Exactly as they stand, set down the following records once more.

——

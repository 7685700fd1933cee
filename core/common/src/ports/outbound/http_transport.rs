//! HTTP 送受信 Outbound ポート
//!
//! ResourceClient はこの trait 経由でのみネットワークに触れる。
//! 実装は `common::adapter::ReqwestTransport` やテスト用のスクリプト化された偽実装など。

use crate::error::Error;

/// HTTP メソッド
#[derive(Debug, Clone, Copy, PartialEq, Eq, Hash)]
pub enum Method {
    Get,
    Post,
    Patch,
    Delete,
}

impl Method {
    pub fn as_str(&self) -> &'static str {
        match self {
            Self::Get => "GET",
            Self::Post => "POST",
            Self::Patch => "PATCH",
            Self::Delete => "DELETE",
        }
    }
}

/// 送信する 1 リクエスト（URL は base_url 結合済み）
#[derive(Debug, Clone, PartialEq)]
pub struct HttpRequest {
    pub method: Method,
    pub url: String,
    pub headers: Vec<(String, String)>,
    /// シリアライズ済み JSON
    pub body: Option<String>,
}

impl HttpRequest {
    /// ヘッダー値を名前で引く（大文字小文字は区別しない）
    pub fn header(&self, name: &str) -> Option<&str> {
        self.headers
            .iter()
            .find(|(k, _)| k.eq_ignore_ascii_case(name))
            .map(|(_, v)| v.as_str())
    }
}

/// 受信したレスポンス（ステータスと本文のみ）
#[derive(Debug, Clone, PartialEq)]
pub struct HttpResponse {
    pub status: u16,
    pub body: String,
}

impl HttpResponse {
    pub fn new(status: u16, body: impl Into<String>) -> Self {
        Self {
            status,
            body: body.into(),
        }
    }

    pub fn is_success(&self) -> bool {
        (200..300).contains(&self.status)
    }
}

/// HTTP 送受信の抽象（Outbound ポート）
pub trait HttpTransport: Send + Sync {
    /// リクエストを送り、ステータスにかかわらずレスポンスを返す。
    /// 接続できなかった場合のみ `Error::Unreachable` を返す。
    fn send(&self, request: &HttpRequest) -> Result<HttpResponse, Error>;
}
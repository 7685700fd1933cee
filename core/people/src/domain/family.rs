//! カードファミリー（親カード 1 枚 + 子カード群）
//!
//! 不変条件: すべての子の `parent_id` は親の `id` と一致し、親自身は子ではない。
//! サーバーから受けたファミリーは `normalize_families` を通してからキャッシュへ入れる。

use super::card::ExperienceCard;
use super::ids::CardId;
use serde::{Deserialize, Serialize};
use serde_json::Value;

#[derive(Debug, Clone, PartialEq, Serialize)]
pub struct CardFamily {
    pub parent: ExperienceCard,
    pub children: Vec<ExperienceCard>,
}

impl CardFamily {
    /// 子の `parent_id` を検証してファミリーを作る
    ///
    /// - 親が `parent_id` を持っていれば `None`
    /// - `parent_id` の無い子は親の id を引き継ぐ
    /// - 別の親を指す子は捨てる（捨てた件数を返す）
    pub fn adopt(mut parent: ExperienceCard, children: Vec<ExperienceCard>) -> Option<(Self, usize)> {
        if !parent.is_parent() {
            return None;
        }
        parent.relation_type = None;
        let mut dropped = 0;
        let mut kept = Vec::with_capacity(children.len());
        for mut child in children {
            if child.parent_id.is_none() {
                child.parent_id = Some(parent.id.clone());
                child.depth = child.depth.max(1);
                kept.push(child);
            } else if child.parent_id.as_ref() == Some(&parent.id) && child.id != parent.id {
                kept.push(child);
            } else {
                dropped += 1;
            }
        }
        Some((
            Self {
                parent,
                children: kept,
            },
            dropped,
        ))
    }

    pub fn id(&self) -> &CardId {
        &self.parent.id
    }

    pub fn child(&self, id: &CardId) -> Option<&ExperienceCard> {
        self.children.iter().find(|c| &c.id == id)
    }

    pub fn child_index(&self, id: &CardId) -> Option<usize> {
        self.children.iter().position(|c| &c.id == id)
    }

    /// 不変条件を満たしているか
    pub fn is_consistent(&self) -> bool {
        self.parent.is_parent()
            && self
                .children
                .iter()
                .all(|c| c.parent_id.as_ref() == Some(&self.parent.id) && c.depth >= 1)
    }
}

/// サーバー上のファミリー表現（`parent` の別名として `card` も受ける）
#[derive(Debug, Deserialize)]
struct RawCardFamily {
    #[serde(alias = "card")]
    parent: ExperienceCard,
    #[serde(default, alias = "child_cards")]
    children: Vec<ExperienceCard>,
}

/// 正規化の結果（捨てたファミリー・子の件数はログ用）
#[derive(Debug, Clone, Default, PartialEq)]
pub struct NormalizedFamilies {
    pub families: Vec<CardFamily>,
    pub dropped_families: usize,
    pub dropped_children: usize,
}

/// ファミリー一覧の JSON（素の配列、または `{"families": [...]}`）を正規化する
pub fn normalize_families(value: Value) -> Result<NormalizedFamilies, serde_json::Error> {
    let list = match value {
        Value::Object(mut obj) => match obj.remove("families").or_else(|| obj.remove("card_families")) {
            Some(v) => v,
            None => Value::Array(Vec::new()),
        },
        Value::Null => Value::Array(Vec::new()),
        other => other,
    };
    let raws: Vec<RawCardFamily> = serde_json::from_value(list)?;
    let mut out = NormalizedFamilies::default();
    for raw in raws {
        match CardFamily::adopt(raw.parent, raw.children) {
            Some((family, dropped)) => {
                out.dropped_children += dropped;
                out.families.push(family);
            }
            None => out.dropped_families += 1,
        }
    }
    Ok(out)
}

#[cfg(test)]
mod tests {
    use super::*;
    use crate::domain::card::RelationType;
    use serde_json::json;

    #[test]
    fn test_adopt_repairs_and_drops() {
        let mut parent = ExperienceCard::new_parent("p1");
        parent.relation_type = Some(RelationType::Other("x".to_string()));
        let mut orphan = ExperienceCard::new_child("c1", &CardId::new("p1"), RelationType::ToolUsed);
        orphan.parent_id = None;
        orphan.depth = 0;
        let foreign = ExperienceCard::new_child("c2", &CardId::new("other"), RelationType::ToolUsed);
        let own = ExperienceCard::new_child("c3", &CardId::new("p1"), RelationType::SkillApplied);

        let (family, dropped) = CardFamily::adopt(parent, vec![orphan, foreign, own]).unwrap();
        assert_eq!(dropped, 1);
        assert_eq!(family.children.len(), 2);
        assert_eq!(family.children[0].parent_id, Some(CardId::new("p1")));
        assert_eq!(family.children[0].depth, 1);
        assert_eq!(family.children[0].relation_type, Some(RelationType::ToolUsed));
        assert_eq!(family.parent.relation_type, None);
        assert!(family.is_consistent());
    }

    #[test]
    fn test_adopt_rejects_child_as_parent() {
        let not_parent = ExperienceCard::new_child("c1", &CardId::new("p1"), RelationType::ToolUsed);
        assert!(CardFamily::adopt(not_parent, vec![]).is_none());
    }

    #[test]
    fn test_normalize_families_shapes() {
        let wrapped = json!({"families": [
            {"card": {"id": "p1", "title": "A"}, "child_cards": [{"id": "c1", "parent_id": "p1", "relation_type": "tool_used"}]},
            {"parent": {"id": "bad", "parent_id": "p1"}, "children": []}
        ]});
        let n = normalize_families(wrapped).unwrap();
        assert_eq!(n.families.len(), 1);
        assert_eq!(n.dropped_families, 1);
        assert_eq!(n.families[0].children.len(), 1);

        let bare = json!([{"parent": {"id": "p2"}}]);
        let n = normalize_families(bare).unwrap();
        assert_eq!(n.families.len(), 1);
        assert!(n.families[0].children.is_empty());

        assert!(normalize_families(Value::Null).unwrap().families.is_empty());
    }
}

——

● **ANSWER BOX**
repository 7685700fd1933cee
filename core/common/src/ports/outbound/http_transport.rs
//! HTTP 送受信 Outbound ポート
//!
//! ResourceClient はこの trait 経由でのみネットワークに触れる。
//! 実装は `common::adapter::ReqwestTransport` やテスト用のスクリプト化された偽実装など。

use crate::error::Error;

/// HTTP メソッド
#[derive(Debug, Clone, Copy, PartialEq, Eq, Hash)]
pub enum Method {
    Get,
    Post,
    Patch,
    Delete,
}

impl Method {
    pub fn as_str(&self) -> &'static str {
        match self {
            Self::Get => "GET",
            Self::Post => "POST",
            Self::Patch => "PATCH",
            Self::Delete => "DELETE",
        }
    }
}

/// 送信する 1 リクエスト（URL は base_url 結合済み）
#[derive(Debug, Clone, PartialEq)]
pub struct HttpRequest {
    pub method: Method,
    pub url: String,
    pub headers: Vec<(String, String)>,
    /// シリアライズ済み JSON
    pub body: Option<String>,
}

impl HttpRequest {
    /// ヘッダー値を名前で引く（大文字小文字は区別しない）
    pub fn header(&self, name: &str) -> Option<&str> {
        self.headers
            .iter()
            .find(|(k, _)| k.eq_ignore_ascii_case(name))
            .map(|(_, v)| v.as_str())
    }
}

/// 受信したレスポンス（ステータスと本文のみ）
#[derive(Debug, Clone, PartialEq)]
pub struct HttpResponse {
    pub status: u16,
    pub body: String,
}

impl HttpResponse {
    pub fn new(status: u16, body: impl Into<String>) -> Self {
        Self {
            status,
            body: body.into(),
        }
    }

    pub fn is_success(&self) -> bool {
        (200..300).contains(&self.status)
    }
}

/// HTTP 送受信の抽象（Outbound ポート）
pub trait HttpTransport: Send + Sync {
    /// リクエストを送り、ステータスにかかわらずレスポンスを返す。
    /// 接続できなかった場合のみ `Error::Unreachable` を返す。
    fn send(&self, request: &HttpRequest) -> Result<HttpResponse, Error>;
}
repository 7685700fd1933cee
filename core/people/src/domain/family.rs
//! カードファミリー（親カード 1 枚 + 子カード群）
//!
//! 不変条件: すべての子の `parent_id` は親の `id` と一致し、親自身は子ではない。
//! サーバーから受けたファミリーは `normalize_families` を通してからキャッシュへ入れる。

use super::card::ExperienceCard;
use super::ids::CardId;
use serde::{Deserialize, Serialize};
use serde_json::Value;

#[derive(Debug, Clone, PartialEq, Serialize)]
pub struct CardFamily {
    pub parent: ExperienceCard,
    pub children: Vec<ExperienceCard>,
}

impl CardFamily {
    /// 子の `parent_id` を検証してファミリーを作る
    ///
    /// - 親が `parent_id` を持っていれば `None`
    /// - `parent_id` の無い子は親の id を引き継ぐ
    /// - 別の親を指す子は捨てる（捨てた件数を返す）
    pub fn adopt(mut parent: ExperienceCard, children: Vec<ExperienceCard>) -> Option<(Self, usize)> {
        if !parent.is_parent() {
            return None;
        }
        parent.relation_type = None;
        let mut dropped = 0;
        let mut kept = Vec::with_capacity(children.len());
        for mut child in children {
            if child.parent_id.is_none() {
                child.parent_id = Some(parent.id.clone());
                child.depth = child.depth.max(1);
                kept.push(child);
            } else if child.parent_id.as_ref() == Some(&parent.id) && child.id != parent.id {
                kept.push(child);
            } else {
                dropped += 1;
            }
        }
        Some((
            Self {
                parent,
                children: kept,
            },
            dropped,
        ))
    }

    pub fn id(&self) -> &CardId {
        &self.parent.id
    }

    pub fn child(&self, id: &CardId) -> Option<&ExperienceCard> {
        self.children.iter().find(|c| &c.id == id)
    }

    pub fn child_index(&self, id: &CardId) -> Option<usize> {
        self.children.iter().position(|c| &c.id == id)
    }

    /// 不変条件を満たしているか
    pub fn is_consistent(&self) -> bool {
        self.parent.is_parent()
            && self
                .children
                .iter()
                .all(|c| c.parent_id.as_ref() == Some(&self.parent.id) && c.depth >= 1)
    }
}

/// サーバー上のファミリー表現（`parent` の別名として `card` も受ける）
#[derive(Debug, Deserialize)]
struct RawCardFamily {
    #[serde(alias = "card")]
    parent: ExperienceCard,
    #[serde(default, alias = "child_cards")]
    children: Vec<ExperienceCard>,
}

/// 正規化の結果（捨てたファミリー・子の件数はログ用）
#[derive(Debug, Clone, Default, PartialEq)]
pub struct NormalizedFamilies {
    pub families: Vec<CardFamily>,
    pub dropped_families: usize,
    pub dropped_children: usize,
}

/// ファミリー一覧の JSON（素の配列、または `{"families": [...]}`）を正規化する
pub fn normalize_families(value: Value) -> Result<NormalizedFamilies, serde_json::Error> {
    let list = match value {
        Value::Object(mut obj) => match obj.remove("families").or_else(|| obj.remove("card_families")) {
            Some(v) => v,
            None => Value::Array(Vec::new()),
        },
        Value::Null => Value::Array(Vec::new()),
        other => other,
    };
    let raws: Vec<RawCardFamily> = serde_json::from_value(list)?;
    let mut out = NormalizedFamilies::default();
    for raw in raws {
        match CardFamily::adopt(raw.parent, raw.children) {
            Some((family, dropped)) => {
                out.dropped_children += dropped;
                out.families.push(family);
            }
            None => out.dropped_families += 1,
        }
    }
    Ok(out)
}

#[cfg(test)]
mod tests {
    use super::*;
    use crate::domain::card::RelationType;
    use serde_json::json;

    #[test]
    fn test_adopt_repairs_and_drops() {
        let mut parent = ExperienceCard::new_parent("p1");
        parent.relation_type = Some(RelationType::Other("x".to_string()));
        let mut orphan = ExperienceCard::new_child("c1", &CardId::new("p1"), RelationType::ToolUsed);
        orphan.parent_id = None;
        orphan.depth = 0;
        let foreign = ExperienceCard::new_child("c2", &CardId::new("other"), RelationType::ToolUsed);
        let own = ExperienceCard::new_child("c3", &CardId::new("p1"), RelationType::SkillApplied);

        let (family, dropped) = CardFamily::adopt(parent, vec![orphan, foreign, own]).unwrap();
        assert_eq!(dropped, 1);
        assert_eq!(family.children.len(), 2);
        assert_eq!(family.children[0].parent_id, Some(CardId::new("p1")));
        assert_eq!(family.children[0].depth, 1);
        assert_eq!(family.children[0].relation_type, Some(RelationType::ToolUsed));
        assert_eq!(family.parent.relation_type, None);
        assert!(family.is_consistent());
    }

    #[test]
    fn test_adopt_rejects_child_as_parent() {
        let not_parent = ExperienceCard::new_child("c1", &CardId::new("p1"), RelationType::ToolUsed);
        assert!(CardFamily::adopt(not_parent, vec![]).is_none());
    }

    #[test]
    fn test_normalize_families_shapes() {
        let wrapped = json!({"families": [
            {"card": {"id": "p1", "title": "A"}, "child_cards": [{"id": "c1", "parent_id": "p1", "relation_type": "tool_used"}]},
            {"parent": {"id": "bad", "parent_id": "p1"}, "children": []}
        ]});
        let n = normalize_families(wrapped).unwrap();
        assert_eq!(n.families.len(), 1);
        assert_eq!(n.dropped_families, 1);
        assert_eq!(n.families[0].children.len(), 1);

        let bare = json!([{"parent": {"id": "p2"}}]);
        let n = normalize_families(bare).unwrap();
        assert_eq!(n.families.len(), 1);
        assert!(n.families[0].children.is_empty());

        assert!(normalize_families(Value::Null).unwrap().families.is_empty());
    }
}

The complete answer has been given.